だからこそ、今日偉大な存在として名を残しているのだと思う。
では、現代の日本はどうであるか。私たちは果たして政府と対等な関係を築けている
のだろうか。選挙活動を例に挙げてみる。選挙活動を行う議員は、当選したいという一
心で国民の要望を親身になって聞き、固く握手を交わしてくれる光景をよく見る。しか
し当選してしまえば一変して、マニフェストに書いていたことは実行せず、自分の利益
ばかりを考える議員が目についてしまう。

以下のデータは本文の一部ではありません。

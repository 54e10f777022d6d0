// ── Postgres datastore ──
//
// Queries are checked at runtime (`query_as`) so the crate builds without
// a live database. Rows map through private `FromRow` structs because
// several columns are nullable in the schema but not in the domain model.

use async_trait::async_trait;
use chrono::{DateTime, Utc};
use sqlx::types::Json;
use sqlx::{FromRow, PgPool, Postgres, Transaction};

use super::{Datastore, Upsert, cluster_settings_differ, station_settings_differ};
use crate::error::CoreError;
use crate::model::{Cluster, ClusterSnapshot, MacAddress, Station, StationConfig};

pub const STATIONS_TABLE: &str = "stations";
pub const CLUSTERS_TABLE: &str = "clusters";

const STATION_COLUMNS: &str =
    "id, mac_address, topic, name, config, cluster_id, created_at, updated_at, deleted_at";
const CLUSTER_COLUMNS: &str = "id, name, description, created_at, updated_at, deleted_at";

// ── Row mapping ──────────────────────────────────────────────────────

#[derive(FromRow)]
struct StationRow {
    id: i64,
    mac_address: String,
    topic: Option<String>,
    name: Option<String>,
    config: Option<Json<StationConfig>>,
    cluster_id: Option<i64>,
    created_at: Option<DateTime<Utc>>,
    updated_at: Option<DateTime<Utc>>,
    deleted_at: Option<DateTime<Utc>>,
}

impl From<StationRow> for Station {
    fn from(row: StationRow) -> Self {
        Self {
            id: row.id,
            mac_address: row.mac_address,
            topic: row.topic.unwrap_or_default(),
            name: row.name.unwrap_or_default(),
            config: row.config.map(|c| c.0).unwrap_or_default(),
            cluster_id: row.cluster_id,
            created_at: row.created_at,
            updated_at: row.updated_at,
            deleted_at: row.deleted_at,
        }
    }
}

#[derive(FromRow)]
struct ClusterRow {
    id: i64,
    name: String,
    description: Option<String>,
    created_at: Option<DateTime<Utc>>,
    updated_at: Option<DateTime<Utc>>,
    deleted_at: Option<DateTime<Utc>>,
}

impl From<ClusterRow> for Cluster {
    fn from(row: ClusterRow) -> Self {
        Self {
            id: row.id,
            name: row.name,
            description: row.description.unwrap_or_default(),
            created_at: row.created_at,
            updated_at: row.updated_at,
            deleted_at: row.deleted_at,
        }
    }
}

#[derive(FromRow)]
struct SnapshotRow {
    #[sqlx(flatten)]
    cluster: ClusterRow,
    stations: Vec<String>,
}

/// `INSERT … ON CONFLICT … RETURNING …, (xmax = 0) AS inserted`: the flag is
/// false when the conflict branch updated a row inserted concurrently.
#[derive(FromRow)]
struct InsertedStation {
    #[sqlx(flatten)]
    row: StationRow,
    inserted: bool,
}

#[derive(FromRow)]
struct InsertedCluster {
    #[sqlx(flatten)]
    row: ClusterRow,
    inserted: bool,
}

fn insert_outcome<T>(inserted: bool, row: T) -> Upsert<T> {
    if inserted {
        Upsert::Created(row)
    } else {
        Upsert::Updated(row)
    }
}

// ── PgDatastore ──────────────────────────────────────────────────────

/// Datastore over the `stations` and `clusters` tables.
#[derive(Debug, Clone)]
pub struct PgDatastore {
    pool: PgPool,
}

impl PgDatastore {
    pub fn new(pool: PgPool) -> Self {
        Self { pool }
    }

    pub fn pool(&self) -> &PgPool {
        &self.pool
    }

    async fn lock_station(
        tx: &mut Transaction<'_, Postgres>,
        station: &Station,
    ) -> Result<Option<Station>, CoreError> {
        let row: Option<StationRow> = if station.id > 0 {
            sqlx::query_as(&format!(
                "SELECT {STATION_COLUMNS} FROM {STATIONS_TABLE} WHERE id = $1 FOR UPDATE"
            ))
            .bind(station.id)
            .fetch_optional(&mut **tx)
            .await?
        } else {
            sqlx::query_as(&format!(
                "SELECT {STATION_COLUMNS} FROM {STATIONS_TABLE} WHERE mac_address = $1 FOR UPDATE"
            ))
            .bind(&station.mac_address)
            .fetch_optional(&mut **tx)
            .await?
        };
        Ok(row.map(Station::from))
    }

    async fn lock_cluster(
        tx: &mut Transaction<'_, Postgres>,
        cluster: &Cluster,
    ) -> Result<Option<Cluster>, CoreError> {
        let row: Option<ClusterRow> = if cluster.id > 0 {
            sqlx::query_as(&format!(
                "SELECT {CLUSTER_COLUMNS} FROM {CLUSTERS_TABLE} WHERE id = $1 FOR UPDATE"
            ))
            .bind(cluster.id)
            .fetch_optional(&mut **tx)
            .await?
        } else {
            sqlx::query_as(&format!(
                "SELECT {CLUSTER_COLUMNS} FROM {CLUSTERS_TABLE} WHERE name = $1 FOR UPDATE"
            ))
            .bind(&cluster.name)
            .fetch_optional(&mut **tx)
            .await?
        };
        Ok(row.map(Cluster::from))
    }
}

#[async_trait]
impl Datastore for PgDatastore {
    async fn find_station(&self, mac: &MacAddress) -> Result<Option<Station>, CoreError> {
        let row: Option<StationRow> = sqlx::query_as(&format!(
            "SELECT {STATION_COLUMNS} FROM {STATIONS_TABLE} WHERE mac_address = $1"
        ))
        .bind(mac.as_str())
        .fetch_optional(&self.pool)
        .await?;
        Ok(row.map(Station::from))
    }

    async fn upsert_station(&self, station: &Station) -> Result<Upsert<Station>, CoreError> {
        let mut tx = self.pool.begin().await?;

        let result = match Self::lock_station(&mut tx, station).await? {
            Some(stored) if !station_settings_differ(&stored, station) => Upsert::Unchanged(stored),
            Some(stored) => {
                let row: StationRow = sqlx::query_as(&format!(
                    "UPDATE {STATIONS_TABLE} SET mac_address = $2, topic = $3, name = $4, \
                     config = $5, cluster_id = $6, deleted_at = $7, updated_at = now() \
                     WHERE id = $1 RETURNING {STATION_COLUMNS}"
                ))
                .bind(stored.id)
                .bind(&station.mac_address)
                .bind(&station.topic)
                .bind(&station.name)
                .bind(Json(&station.config))
                .bind(station.cluster_id)
                .bind(station.deleted_at)
                .fetch_one(&mut *tx)
                .await?;
                Upsert::Updated(row.into())
            }
            None => {
                let upserted: InsertedStation = sqlx::query_as(&format!(
                    "INSERT INTO {STATIONS_TABLE} \
                     (mac_address, topic, name, config, cluster_id, deleted_at, created_at, updated_at) \
                     VALUES ($1, $2, $3, $4, $5, $6, now(), now()) \
                     ON CONFLICT (mac_address) DO UPDATE SET topic = EXCLUDED.topic, \
                     name = EXCLUDED.name, config = EXCLUDED.config, \
                     cluster_id = EXCLUDED.cluster_id, deleted_at = EXCLUDED.deleted_at, \
                     updated_at = now() \
                     RETURNING {STATION_COLUMNS}, (xmax = 0) AS inserted"
                ))
                .bind(&station.mac_address)
                .bind(&station.topic)
                .bind(&station.name)
                .bind(Json(&station.config))
                .bind(station.cluster_id)
                .bind(station.deleted_at)
                .fetch_one(&mut *tx)
                .await?;
                insert_outcome(upserted.inserted, upserted.row.into())
            }
        };

        tx.commit().await?;
        if result.is_write() {
            tracing::debug!(mac = %station.mac_address, "station persisted");
        }
        Ok(result)
    }

    async fn active_stations(&self) -> Result<Vec<Station>, CoreError> {
        let rows: Vec<StationRow> = sqlx::query_as(&format!(
            "SELECT {STATION_COLUMNS} FROM {STATIONS_TABLE} \
             WHERE deleted_at IS NULL ORDER BY mac_address"
        ))
        .fetch_all(&self.pool)
        .await?;
        Ok(rows.into_iter().map(Station::from).collect())
    }

    async fn find_cluster(&self, id: i64) -> Result<Option<Cluster>, CoreError> {
        let row: Option<ClusterRow> = sqlx::query_as(&format!(
            "SELECT {CLUSTER_COLUMNS} FROM {CLUSTERS_TABLE} WHERE id = $1"
        ))
        .bind(id)
        .fetch_optional(&self.pool)
        .await?;
        Ok(row.map(Cluster::from))
    }

    async fn find_cluster_by_name(&self, name: &str) -> Result<Option<Cluster>, CoreError> {
        let row: Option<ClusterRow> = sqlx::query_as(&format!(
            "SELECT {CLUSTER_COLUMNS} FROM {CLUSTERS_TABLE} WHERE name = $1"
        ))
        .bind(name)
        .fetch_optional(&self.pool)
        .await?;
        Ok(row.map(Cluster::from))
    }

    async fn upsert_cluster(&self, cluster: &Cluster) -> Result<Upsert<Cluster>, CoreError> {
        let mut tx = self.pool.begin().await?;

        let result = match Self::lock_cluster(&mut tx, cluster).await? {
            Some(stored) if !cluster_settings_differ(&stored, cluster) => Upsert::Unchanged(stored),
            Some(stored) => {
                let row: ClusterRow = sqlx::query_as(&format!(
                    "UPDATE {CLUSTERS_TABLE} SET name = $2, description = $3, deleted_at = $4, \
                     updated_at = now() WHERE id = $1 RETURNING {CLUSTER_COLUMNS}"
                ))
                .bind(stored.id)
                .bind(&cluster.name)
                .bind(&cluster.description)
                .bind(cluster.deleted_at)
                .fetch_one(&mut *tx)
                .await?;
                Upsert::Updated(row.into())
            }
            None => {
                let upserted: InsertedCluster = sqlx::query_as(&format!(
                    "INSERT INTO {CLUSTERS_TABLE} (name, description, deleted_at, created_at, updated_at) \
                     VALUES ($1, $2, $3, now(), now()) \
                     ON CONFLICT (name) DO UPDATE SET description = EXCLUDED.description, \
                     deleted_at = EXCLUDED.deleted_at, updated_at = now() \
                     RETURNING {CLUSTER_COLUMNS}, (xmax = 0) AS inserted"
                ))
                .bind(&cluster.name)
                .bind(&cluster.description)
                .bind(cluster.deleted_at)
                .fetch_one(&mut *tx)
                .await?;
                insert_outcome(upserted.inserted, upserted.row.into())
            }
        };

        tx.commit().await?;
        if result.is_write() {
            tracing::debug!(cluster = %cluster.name, "cluster persisted");
        }
        Ok(result)
    }

    async fn cluster_members(&self, id: i64) -> Result<Vec<String>, CoreError> {
        let members: Vec<String> = sqlx::query_scalar(&format!(
            "SELECT mac_address FROM {STATIONS_TABLE} \
             WHERE cluster_id = $1 AND deleted_at IS NULL ORDER BY mac_address"
        ))
        .bind(id)
        .fetch_all(&self.pool)
        .await?;
        Ok(members)
    }

    async fn active_clusters(&self) -> Result<Vec<ClusterSnapshot>, CoreError> {
        let rows: Vec<SnapshotRow> = sqlx::query_as(&format!(
            "SELECT c.id, c.name, c.description, c.created_at, c.updated_at, c.deleted_at, \
             COALESCE(array_agg(s.mac_address ORDER BY s.mac_address) \
                      FILTER (WHERE s.id IS NOT NULL), '{{}}') AS stations \
             FROM {CLUSTERS_TABLE} c \
             LEFT JOIN {STATIONS_TABLE} s ON s.cluster_id = c.id AND s.deleted_at IS NULL \
             WHERE c.deleted_at IS NULL \
             GROUP BY c.id ORDER BY c.id"
        ))
        .fetch_all(&self.pool)
        .await?;

        Ok(rows
            .into_iter()
            .map(|row| ClusterSnapshot {
                cluster: row.cluster.into(),
                stations: row.stations,
            })
            .collect())
    }
}

#[cfg(test)]
mod tests {
    use super::*;

    #[test]
    fn conflicting_insert_reports_an_update() {
        assert_eq!(insert_outcome(true, 7), Upsert::Created(7));
        assert_eq!(insert_outcome(false, 7), Upsert::Updated(7));
        assert!(insert_outcome(false, 7).is_write());
    }
}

この姿勢を変えるためには、このような人以
上の道理を身に着けて、物を申さなければ受け入れてもらえないということになる。
福澤は生涯を通して学問に励み、社会で生きていくうえで常識的な知識を身に着けて
きた。
福澤は塾を開講し、多くの生徒に自身が学んできたことを伝授してきた。それは、一
人でも多くの人が自分と同じようになって欲しいとと望むと同時に、未来を担う若者に
日本をより良く改革してほしいという思いがあったのだと考える。よって、多くの人に
学ぶ重要性を伝えているのではないだろうか。
ここで、現在問題になっている秘密保護法案について考えてみる。この法案は国民の
知る権利、表現の自由を脅かすものである。既にこの法案は可決されたが、多くの国民
が反対の声を上げている。しかし、政府は国民の意見をこの法案に反映させること可決
にいたった。今日の日本は、国民と政府とが対等な関係を築けているとはいえない。政
府の一方的な政治に、国民は振り回されている。過去の歴史を振り返って、本当にこの
法案があってよいのかを考えなければならない。